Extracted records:
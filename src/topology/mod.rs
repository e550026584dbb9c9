//! Declarative network topology.
//!
//! A topology is the configuration table the stack is built from: the VPC,
//! its internet gateway, route tables with their routes, security groups and
//! subnets with the instances they host. Entries reference each other by
//! name; the [`stack`](crate::stack) builder turns those names into
//! CloudFormation references.
//!
//! Tables are kept in declaration order so the synthesized template follows
//! the document.
//!
//! ```yaml
//! stack: { name: demo, region: eu-west-1 }
//! vpc: { name: demo-vpc, cidr_block: 10.0.0.0/16 }
//! internet_gateway: demo-igw
//! route_tables:
//!   demo-public-rtb:
//!     - { destination_cidr_block: 0.0.0.0/0, router_type: gateway, gateway_id: demo-igw }
//! security_groups: {}
//! subnets:
//!   demo-public:
//!     availability_zone: eu-west-1a
//!     cidr_block: 10.0.1.0/24
//!     route_table_id: demo-public-rtb
//! ```

mod types;

pub use types::{
    IngressRule, InstanceSpec, RouteSpec, RouteTarget, SecurityGroupSpec, StackSettings,
    SubnetSpec, Tag, VpcSpec,
};

use std::path::Path;

use indexmap::IndexMap;
use serde::{Deserialize, Serialize};

use crate::error::{Error, Result};

/// Topology document shipped with the binary
const BUILTIN_TOPOLOGY: &str = include_str!("builtin.yml");

/// On-disk format of a topology document
#[derive(Debug, Clone, Copy, PartialEq, Eq, Default)]
pub enum TopologyFormat {
    #[default]
    Yaml,
    Json,
    Toml,
}

impl TopologyFormat {
    /// Pick the format from a file extension; unknown extensions read as YAML
    pub fn from_path(path: &Path) -> Self {
        match path.extension().and_then(|e| e.to_str()).unwrap_or("") {
            "json" => TopologyFormat::Json,
            "toml" => TopologyFormat::Toml,
            _ => TopologyFormat::Yaml,
        }
    }

    /// Parse a format name as given on the command line
    pub fn parse(name: &str) -> Option<Self> {
        match name.to_ascii_lowercase().as_str() {
            "yaml" | "yml" => Some(TopologyFormat::Yaml),
            "json" => Some(TopologyFormat::Json),
            "toml" => Some(TopologyFormat::Toml),
            _ => None,
        }
    }

    /// Conventional file extension
    pub fn extension(self) -> &'static str {
        match self {
            TopologyFormat::Yaml => "yml",
            TopologyFormat::Json => "json",
            TopologyFormat::Toml => "toml",
        }
    }
}

/// The full network topology
#[derive(Debug, Clone, PartialEq, Serialize, Deserialize)]
pub struct Topology {
    pub stack: StackSettings,

    pub vpc: VpcSpec,

    /// Construct name of the internet gateway
    pub internet_gateway: String,

    /// Default key pair for instances without their own `key_name`
    #[serde(default, skip_serializing_if = "Option::is_none")]
    pub key_pair_name: Option<String>,

    /// Route table name -> routes
    #[serde(default)]
    pub route_tables: IndexMap<String, Vec<RouteSpec>>,

    /// Security group name -> group
    #[serde(default)]
    pub security_groups: IndexMap<String, SecurityGroupSpec>,

    /// Subnet name -> subnet
    #[serde(default)]
    pub subnets: IndexMap<String, SubnetSpec>,
}

impl Topology {
    /// The topology shipped with vpcsynth
    pub fn builtin() -> Result<Self> {
        Self::parse(BUILTIN_TOPOLOGY, TopologyFormat::Yaml)
    }

    /// Raw text of the built-in topology
    pub fn builtin_source() -> &'static str {
        BUILTIN_TOPOLOGY
    }

    /// Load a topology document from disk
    pub async fn from_file(path: impl AsRef<Path>) -> Result<Self> {
        let path = path.as_ref();
        if !path.exists() {
            return Err(Error::TopologyNotFound(path.to_path_buf()));
        }

        let content = tokio::fs::read_to_string(path).await?;
        let format = TopologyFormat::from_path(path);
        tracing::debug!("Loading topology from {} as {:?}", path.display(), format);

        Self::parse(&content, format).map_err(|e| {
            let message = e.to_string();
            Error::topology_parse(path, message, Some(Box::new(e)))
        })
    }

    /// Parse a topology document
    pub fn parse(content: &str, format: TopologyFormat) -> Result<Self> {
        let topology = match format {
            TopologyFormat::Yaml => serde_yaml::from_str(content)?,
            TopologyFormat::Json => serde_json::from_str(content)?,
            TopologyFormat::Toml => toml::from_str(content)?,
        };
        Ok(topology)
    }

    /// Serialize the topology
    pub fn render(&self, format: TopologyFormat) -> Result<String> {
        Ok(match format {
            TopologyFormat::Yaml => serde_yaml::to_string(self)?,
            TopologyFormat::Json => serde_json::to_string_pretty(self)?,
            TopologyFormat::Toml => toml::to_string_pretty(self)?,
        })
    }

    /// Apply command-line or configuration overrides to the stack settings
    pub fn with_overrides(mut self, stack_name: Option<&str>, region: Option<&str>) -> Self {
        if let Some(name) = stack_name {
            self.stack.name = name.to_string();
        }
        if let Some(region) = region {
            self.stack.region = region.to_string();
        }
        self
    }

    /// Total number of instances across all subnets
    pub fn instance_count(&self) -> usize {
        self.subnets.values().map(|s| s.instances.len()).sum()
    }

    /// Subnets that host a NAT gateway, in first-use order without duplicates
    pub fn nat_subnets(&self) -> Vec<&str> {
        let mut subnets: Vec<&str> = Vec::new();
        for routes in self.route_tables.values() {
            for route in routes {
                if let RouteTarget::NatGateway { subnet_id } = &route.target {
                    if !subnets.contains(&subnet_id.as_str()) {
                        subnets.push(subnet_id);
                    }
                }
            }
        }
        subnets
    }

    /// Key pair an instance launches with
    pub fn key_name_for<'a>(&'a self, instance: &'a InstanceSpec) -> Option<&'a str> {
        instance
            .key_name
            .as_deref()
            .or(self.key_pair_name.as_deref())
    }

    /// Whether a route table sends traffic to the internet gateway
    pub fn routes_to_internet(&self, route_table: &str) -> bool {
        self.route_tables.get(route_table).is_some_and(|routes| {
            routes
                .iter()
                .any(|r| matches!(r.target, RouteTarget::Gateway { .. }))
        })
    }
}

# EXERCISE DIRECTIONS
Work out how many lines in the records above contain the word "demo", and reply with that number alone.

# TASK SOLUTION
7